Python

【Python】ディスクリプタの使い方

この記事では、Pythonのディスクリプタ(Descriptor)について解説します。ディスクリプタを使うことで、属性の書き込み、読み込み、削除する際の動作をカスタマイズすることができます。それでは、ディスクリプタの使い方を見ていきましょう❗️

ディスクリプタとは

ディスクリプタとは、ディスクリプタプロトコルのメソッドが1つでも定義されているオブジェクトのことを言います。

ディスクリプタプロトコル
  • descr.__get__(self, obj, type=None) –> value
  • descr.__set__(self, obj, value) –> None
  • descr.__delete__(self, obj) –> None

上記の3つのメソッドいずれかを定義したオブジェクトを属性として参照させることで、それぞれのメソッドに対応した動作をオーバーライドすることができます。

それぞれのメソッドが定義する動作は以下の通りです。

__get__ 属性が参照された際の動作を定義します
__set__ 属性が更新された際の動作を定義します
__delete__ 属性が削除された際の動作を定義します

それでは、実際に定義して挙動を確かめてみましょう!

ディスクリプタの定義

ディスクリプタは以下のように定義します。

class ディスクリプタ名:

    def __init__(self):
        # 省略可能
        
    def __get__(self, obj, objtype=None):
        # 参照する際の動作の定義
        return 戻り値

    def __set__(self, obj, value)
        # 更新する際の動作の定義

    def __delete__(self, obj)
        # 削除する際の動作の定義

定義したディスクリプタをオブジェクトの属性として参照させます。

class クラス名:

    変数名 = ディスクリプタ名()

あとは普通にインスタンス化し、その変数にアクセスすることで、ディスクリプタプロトコルで定義した動作を呼び出すことができます。

インスタンス名 = クラス名()

インスタンス名.変数名
>> __get__が呼び出される

インスタンス名.変数名 = なんかしらの値
>> __set__が呼び出される

del インスタンス名.変数名
>> __delete__が呼び出される

サンプル

以下のサンプルでは、ディスクリプタで動的にプライベートな_valueを生成しています。
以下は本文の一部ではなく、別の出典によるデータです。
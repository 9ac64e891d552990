//! Chat-completions client for the remote text-generation endpoint.

use crate::error::{ReportError, Result};
use async_trait::async_trait;
use serde::{Deserialize, Serialize};
use std::time::Duration;
use tracing::{debug, info};

/// Sampling parameters for one request.
#[derive(Debug, Clone, Copy, PartialEq)]
pub struct GenerationParams {
    pub max_tokens: u32,
    pub temperature: f32,
}

/// Something that turns a prompt into a passage of text.
#[async_trait]
pub trait TextGenerator: Send + Sync {
    /// Model identifier reported in the narrative metadata.
    fn model(&self) -> &str;

    async fn generate(&self, prompt: &str, params: GenerationParams) -> Result<String>;
}

/// Connection settings for [`ChatClient`].
#[derive(Debug, Clone)]
pub struct ChatConfig {
    pub api_url: String,
    pub api_key: String,
    pub model: String,
    pub timeout_seconds: u64,
}

impl Default for ChatConfig {
    fn default() -> Self {
        Self {
            api_url: "https://api.openai.com/v1".to_string(),
            api_key: String::new(),
            model: "gpt-4".to_string(),
            timeout_seconds: 120,
        }
    }
}

#[derive(Debug, Clone, Serialize, Deserialize)]
pub struct ChatMessage {
    pub role: String,
    pub content: String,
}

#[derive(Debug, Serialize)]
struct ChatRequest<'a> {
    model: &'a str,
    messages: Vec<ChatMessage>,
    max_tokens: u32,
    temperature: f32,
}

#[derive(Debug, Deserialize)]
struct ChatResponse {
    choices: Vec<Choice>,
}

#[derive(Debug, Deserialize)]
struct Choice {
    message: ResponseMessage,
}

#[derive(Debug, Deserialize)]
struct ResponseMessage {
    #[serde(default)]
    content: Option<String>,
}

/// OpenAI-compatible `/chat/completions` client.
pub struct ChatClient {
    config: ChatConfig,
    http_client: reqwest::Client,
}

impl ChatClient {
    pub fn new(config: ChatConfig) -> Result<Self> {
        info!("Using model {} at {}", config.model, config.api_url);

        let http_client = reqwest::Client::builder()
            .timeout(Duration::from_secs(config.timeout_seconds))
            .build()
            .map_err(|e| ReportError::remote(format!("failed to create HTTP client: {}", e)))?;

        Ok(Self {
            config,
            http_client,
        })
    }

    fn endpoint(&self) -> String {
        format!("{}/chat/completions", self.config.api_url.trim_end_matches('/'))
    }
}

#[async_trait]
impl TextGenerator for ChatClient {
    fn model(&self) -> &str {
        &self.config.model
    }

    async fn generate(&self, prompt: &str, params: GenerationParams) -> Result<String> {
        let request = ChatRequest {
            model: &self.config.model,
            messages: vec![ChatMessage {
                role: "user".to_string(),
                content: prompt.to_string(),
            }],
            max_tokens: params.max_tokens,
            temperature: params.temperature,
        };

        debug!("Sending {} prompt characters", prompt.len());

        let response = self
            .http_client
            .post(self.endpoint())
            .bearer_auth(&self.config.api_key)
            .json(&request)
            .send()
            .await
            .map_err(|e| {
                if e.is_timeout() {
                    ReportError::remote(format!(
                        "request timed out after {}s",
                        self.config.timeout_seconds
                    ))
                } else if e.is_connect() {
                    ReportError::remote(format!("cannot connect to {}", self.config.api_url))
                } else {
                    ReportError::remote(format!("failed to send request: {}", e))
                }
            })?;

        if !response.status().is_success() {
            let status = response.status();
            let body = response.text().await.unwrap_or_default();
            return Err(ReportError::remote(format!("API error {}: {}", status, body)));
        }

        let chat_response: ChatResponse = response
            .json()
            .await
            .map_err(|e| ReportError::remote(format!("failed to parse response: {}", e)))?;

        chat_response
            .choices
            .into_iter()
            .next()
            .and_then(|c| c.message.content)
            .map(|content| content.trim().to_string())
            .filter(|content| !content.is_empty())
            .ok_or_else(|| ReportError::remote("response contained no text"))
    }
}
ポイントは、MyClassクラスのコンストラクタでインスタンス変数を初期化する際にもディスクリプタが呼び出されることです。

# ディスクリプタ
class Descriptor:
        
    def __get__(self, obj, objtype=None):
        print('__get__')
        return obj._value

    def __set__(self, obj, value):
        print('__set__')
        obj._value = value

    def __delete__(self, obj):
        print('__delete__')
        del obj._value


class MyClass:

    value = Descriptor()

    def __init__(self, value):
        self.value = value


mc = MyClass(1)
>> __set__

print(mc.value)
>> __get__
>> 1

mc.value = 100
>> __set__

# ディスクリプタで動的に生成された「_value」にもアクセスできる
print(mc._value)
>> 100

del mc.value
>> __delete__

まとめ

この記事では、Pythonのディスクリプタについて解説しました。

使いこなせばかなり色々できそうなポテンシャルを感じますね〜😄 ディスクリプタはまだまだ奥深いので、さらに学びたい方は公式ドキュメントを参照してください。